Uma das etapas das obras de
requalificação da BR-316 está sendo prejudicada. Postes com fiação elétrica e
de telecomunicação estão na faixa de domínio da obra e precisarão ser
remanejados. Desde o mês de janeiro, a atual diretoria do Núcleo de
Gerenciamento de Transporte Metropolitano (NGTM), responsável pela obra, identificou
o problema, que precisa ser resolvido pela Concessionária de energia elétrica e
por empresas de telecomunicações. Tais empresas já foram acionadas, já houve
diálogo, mas nenhuma atendeu a solicitação.
"Essas interferências tem um
impacto muito forte porque as próximas etapas da obra - que seriam nas laterais
da BR para a execução do sistema de drenagem - estão sendo prejudicadas já que
não podemos realizá-las com os postes no meio do caminho. Essas obras
[drenagem] é que dão o ritmo das outras intervenções. Só se trabalha em
pavimentação, por exemplo, quando a drenagem tiver sido executada", afirma
o engenheiro Eduardo Ribeiro, diretor-geral do NGTM. "Essa situação também
impacta a execução das passarelas. Não podemos fazer as fundações enquanto
essas interferências não forem remanejadas", acrescenta.

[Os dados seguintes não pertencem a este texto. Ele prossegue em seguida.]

//! Endpoint URL and query string construction

use chnode_core::Protocol;
use indexmap::IndexMap;
use serde::{Deserialize, Serialize};
use std::fmt;

/// A ClickHouse setting passed as an extra URL parameter
#[derive(Debug, Clone, PartialEq, Serialize, Deserialize)]
#[serde(untagged)]
pub enum SettingValue {
    Bool(bool),
    Int(i64),
    Float(f64),
    Text(String),
}

impl fmt::Display for SettingValue {
    fn fmt(&self, f: &mut fmt::Formatter<'_>) -> fmt::Result {
        match self {
            SettingValue::Bool(true) => f.write_str("1"),
            SettingValue::Bool(false) => f.write_str("0"),
            SettingValue::Int(i) => write!(f, "{}", i),
            SettingValue::Float(x) => write!(f, "{}", x),
            SettingValue::Text(s) => f.write_str(s),
        }
    }
}

impl From<bool> for SettingValue {
    fn from(value: bool) -> Self {
        SettingValue::Bool(value)
    }
}

impl From<i64> for SettingValue {
    fn from(value: i64) -> Self {
        SettingValue::Int(value)
    }
}

impl From<f64> for SettingValue {
    fn from(value: f64) -> Self {
        SettingValue::Float(value)
    }
}

impl From<&str> for SettingValue {
    fn from(value: &str) -> Self {
        SettingValue::Text(value.to_string())
    }
}

impl From<String> for SettingValue {
    fn from(value: String) -> Self {
        SettingValue::Text(value)
    }
}

/// ClickHouse settings in insertion order
pub type Settings = IndexMap<String, SettingValue>;

/// Inputs of [`build_query_string`]
#[derive(Debug, Clone, Default)]
pub struct QueryParams<'a> {
    pub database: Option<&'a str>,
    pub format: Option<&'a str>,
    /// `None` means compression on
    pub compress: Option<bool>,
    pub settings: Option<&'a Settings>,
    pub wait_end_of_query: bool,
    /// SQL text when it travels in the URL instead of the body
    pub query: Option<&'a str>,
}

/// Build the `?...` suffix of a request URL
///
/// Parameters appear in a fixed order: `database`, `default_format`,
/// `enable_http_compression`, `wait_end_of_query`, `query`, then settings.
/// A setting that repeats an earlier key replaces that value in place.
/// Returns an empty string when there are no parameters.
pub fn build_query_string(params: &QueryParams<'_>) -> String {
    let mut pairs: IndexMap<String, String> = IndexMap::new();

    if let Some(database) = params.database.filter(|d| !d.is_empty()) {
        pairs.insert("database".into(), database.into());
    }

    if let Some(format) = params.format.filter(|f| !f.is_empty()) {
        pairs.insert("default_format".into(), format.into());
    }

    let compress = params.compress.unwrap_or(true);
    pairs.insert(
        "enable_http_compression".into(),
        if compress { "1" } else { "0" }.into(),
    );

    if params.wait_end_of_query {
        pairs.insert("wait_end_of_query".into(), "1".into());
    }

    if let Some(query) = params.query.filter(|q| !q.is_empty()) {
        pairs.insert("query".into(), query.into());
    }

    if let Some(settings) = params.settings {
        for (key, value) in settings {
            pairs.insert(key.clone(), value.to_string());
        }
    }

    if pairs.is_empty() {
        return String::new();
    }

    let encoded = url::form_urlencoded::Serializer::new(String::new())
        .extend_pairs(pairs.iter())
        .finish();
    format!("?{}", encoded)
}

/// Strip a leading `http://` / `https://` and trailing slashes from a host
pub fn sanitize_host(host: &str) -> &str {
    let trimmed = host.trim();
    let without_scheme = ["https://", "http://"]
        .iter()
        .find_map(|scheme| {
            trimmed
                .get(..scheme.len())
                .filter(|prefix| prefix.eq_ignore_ascii_case(scheme))
                .map(|_| &trimmed[scheme.len()..])
        })
        .unwrap_or(trimmed);
    without_scheme.trim_end_matches('/')
}

/// `{protocol}://{host}:{port}` with the host sanitized
pub fn build_base_url(protocol: Protocol, host: &str, port: u16) -> String {
    format!("{}://{}:{}", protocol, sanitize_host(host), port)
}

De acordo com o titular do Núcleo, o
trabalho de remanejamento é uma atribuição da construtora responsável pela obra
juntamente com as empresas, neste caso, concessionária de energia elétrica e
telecomunicações (que inclui telefonia, internet, tv a cabo). "Temos dado
o apoio, promovemos reuniões semanais com os responsáveis, mas é preciso uma
conscientização de todos da importância da obra e a necessidade de cumprir o
cronograma", esclarece.
Além dos diálogos, o NGTM já estuda
alternativa jurídica para agilizar o trabalho que é de responsabilidade das
empresas privadas. "Estamos fazendo consulta jurídica para que haja alguma
penalização por conta de possíveis atrasos nas obras devido à inoperância das
empresas. Precisamos de agilidade nesse remanejamento das redes", detalha
o diretor.
O engenheiro explica que existem muitos
cabeamentos de fibra ótica enterrados através de dutos da rodovia e também há
trechos onde têm interferências por adutoras de água". Segundo Eduardo, o
cadastro feito há três anos, contendo as empresas que possuem cabeamento nos
postes ao longo dos 10.8 km na rodovia, está sendo atualizado pela nova gestão
do NGTM, pois novas interferências surgiram e o objetivo é evitar prejuízos aos
usuários. "Existe todo um cuidado por parte do Governo de não causar danos
a essas infraestruturas e aos prestadores de serviços. Mas, também estamos
cobrando desses prestadores que sejam ágeis e não atrasem o cronograma de
obras", reforça Ribeiro.
Essa situação foi um dos assuntos
apresentados pela diretoria do NGTM aos executivos da Agência de Cooperação
Internacional do Japão (JICA), durante a terceira visita técnica nos últimos
dias 12 e 13 deste mês, assim como a questão da iluminação provisória em alguns
trechos do canteiro central da rodovia onde estão sendo construídas as estações
de passageiros. "Não estava previsto no projeto a iluminação provisória no
canteiro central da rodovia enquanto houver a obra, mas, vamos colocar em
breve. Depois, toda a iluminação será refeita para compor novo paisagismo com
iluminação definitiva", esclarece Eduardo Ribeiro, diretor-geral do NGTM.